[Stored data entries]
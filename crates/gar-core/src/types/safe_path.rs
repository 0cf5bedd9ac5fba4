//! Validated entry path.

use std::io;
use std::path::Component;
use std::path::Path;
use std::path::PathBuf;

use crate::ArchiveError;
use crate::Result;

use super::DestDir;

/// Relative entry path proven to stay inside a [`DestDir`].
///
/// The stored path has no root, prefix, `..` or `.` components. It can only
/// be obtained from [`SafePath::validate`]; there is no `From<PathBuf>`.
#[derive(Debug, Clone, PartialEq, Eq, Hash)]
pub struct SafePath(PathBuf);

impl SafePath {
    /// Validates an archive entry name against an extraction root.
    ///
    /// Steps:
    /// 1. reject null bytes;
    /// 2. reject absolute paths, drive prefixes and any `..` component;
    /// 3. drop `.` components;
    /// 4. join onto the canonical root and canonicalize the deepest existing
    ///    ancestor of the result, so a symlink already present under the
    ///    root cannot redirect the write;
    /// 5. require that ancestor to be the root or below it, compared
    ///    component-wise (`/out` never accepts `/outside`).
    ///
    /// An entry that normalizes to nothing (such as `./`) resolves to the
    /// root itself.
    ///
    /// # Errors
    ///
    /// Returns `PathTraversal` naming the entry when any check fails, or `Io`
    /// if an existing ancestor cannot be canonicalized.
    ///
    /// # Examples
    ///
    /// ```no_run
    /// use gar_core::types::DestDir;
    /// use gar_core::types::SafePath;
    /// use std::path::Path;
    ///
    /// # fn main() -> Result<(), Box<dyn std::error::Error>> {
    /// let dest = DestDir::new("/tmp/out")?;
    ///
    /// let safe = SafePath::validate(Path::new("./docs/a.txt"), &dest)?;
    /// assert_eq!(safe.as_path(), Path::new("docs/a.txt"));
    ///
    /// assert!(SafePath::validate(Path::new("../evil.txt"), &dest).is_err());
    /// assert!(SafePath::validate(Path::new("/etc/passwd"), &dest).is_err());
    /// # Ok(())
    /// # }
    /// ```
    pub fn validate(path: &Path, dest: &DestDir) -> Result<Self> {
        if has_null_bytes(path) {
            return Err(traversal(path));
        }

        let mut normalized = PathBuf::new();
        for component in path.components() {
            match component {
                Component::Normal(part) => normalized.push(part),
                Component::CurDir => {}
                Component::ParentDir | Component::RootDir | Component::Prefix(_) => {
                    return Err(traversal(path));
                }
            }
        }

        let resolved = dest.as_path().join(&normalized);
        let anchor = canonical_ancestor(&resolved)?;
        if !anchor.starts_with(dest.as_path()) {
            return Err(traversal(path));
        }

        Ok(Self(normalized))
    }

    /// Returns the path as a `&Path`.
    #[inline]
    #[must_use]
    pub fn as_path(&self) -> &Path {
        &self.0
    }

    /// Returns `true` if the path resolves to the root itself.
    #[must_use]
    pub fn is_root(&self) -> bool {
        self.0.as_os_str().is_empty()
    }
}

fn traversal(path: &Path) -> ArchiveError {
    ArchiveError::PathTraversal {
        path: path.to_path_buf(),
    }
}

/// Canonical form of the deepest ancestor of `path` (itself included) that
/// exists.
fn canonical_ancestor(path: &Path) -> Result<PathBuf> {
    for ancestor in path.ancestors() {
        match ancestor.canonicalize() {
            Ok(canonical) => return Ok(canonical),
            Err(e) if e.kind() == io::ErrorKind::NotFound => {}
            Err(e) => {
                return Err(ArchiveError::Io(io::Error::new(
                    e.kind(),
                    format!("failed to canonicalize {}: {e}", ancestor.display()),
                )));
            }
        }
    }

    Err(ArchiveError::Io(io::Error::new(
        io::ErrorKind::NotFound,
        format!("no existing ancestor for {}", path.display()),
    )))
}

#[cfg(unix)]
fn has_null_bytes(path: &Path) -> bool {
    use std::os::unix::ffi::OsStrExt;
    path.as_os_str().as_bytes().contains(&b'\0')
}

#[cfg(not(unix))]
fn has_null_bytes(path: &Path) -> bool {
    path.to_str().is_none_or(|s| s.contains('\0'))
}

• DIRECTIONS FOR THIS TASK:
Copy out each line of the records above that includes "reject".

• EXERCISE RESPONSE:
    /// 1. reject null bytes;
    /// 2. reject absolute paths, drive prefixes and any `..` component;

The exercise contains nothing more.